COMUN – Como iniciou esse processo das denúncias de assédio e perseguição envolvendo a Funtec?

A situação deles remonta muitos anos atrás, porque eles entraram em 1993, pouco depois da construção de 88, e desde então isso gerou problemas. A questão toda se refere a uma problemática jurídica, porque eles entraram numa estrutura que hoje é uma Fundação Pública de Direito Público, mas que já foi Fundação Pública de Direito Privado, que já foi autarquia antes. Isso é consequência das reformas que o Estado vai fazendo gestão após gestão. Mesmo no último quadro houve mudança, o nome mudou para TV Encontro das Águas e a alteração da natureza jurídica. A questão é que naquele tempo, em 1993, existiam pouquíssimos profissionais na área de TV. Existem ainda poucos hoje, mas na época muito menos ainda e eles foram convidados para integrar nesse quadro. Depois de muito tempo dentro da administração, eles começaram a sofrer problemas. E eles procuraram o Ministério Público do Trabalho, correto, para poder buscar a defesa deles.
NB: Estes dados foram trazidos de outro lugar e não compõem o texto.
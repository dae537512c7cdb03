//! Storage billing and tax calculation.
//!
//! Pure computation: charges and tax amounts are derived from inputs plus
//! rate rows supplied by the persistence layer. Intermediate values keep
//! full decimal precision; rounding (half-up, 2 decimal places) happens
//! once at the end of each calculation.

pub mod error;
pub mod rates;
pub mod storage;
pub mod tax;
pub mod types;

pub use error::BillingError;
pub use rates::{resolve_billing_rate, validate_rate_row};
pub use storage::{days_stored, round_money, BillingService};
pub use tax::{calculate_tax, resolve_tax_rate};
pub use types::{
    BillingBreakdown, BillingRate, RateType, StorageBillingInput, TaxComputation, TaxRate,
    TaxType, DEFAULT_GST_RATE, DEFAULT_WHT_RATE,
};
Qual foi a surpresa deles? logo depois deles terem procurado o MPT, o MPT em vez de defender, entrou com uma ação contra eles, utilizando a TV que estava perseguindo eles, como um acordo, ou seja, em vez do MPT punir a TV, o MPT arrasou a voz deles, o que é algo terrível. Nesse processo que ocorreu na Justiça do Trabalho, o sindicato dos jornalistas e dos radialistas ainda tentou entrar no processo, mas a Justiça proibiu, o que é um absurdo.

COMUN – Que situações de assédio os servidores alegam estar sofrendo por parte dos superiores da TV?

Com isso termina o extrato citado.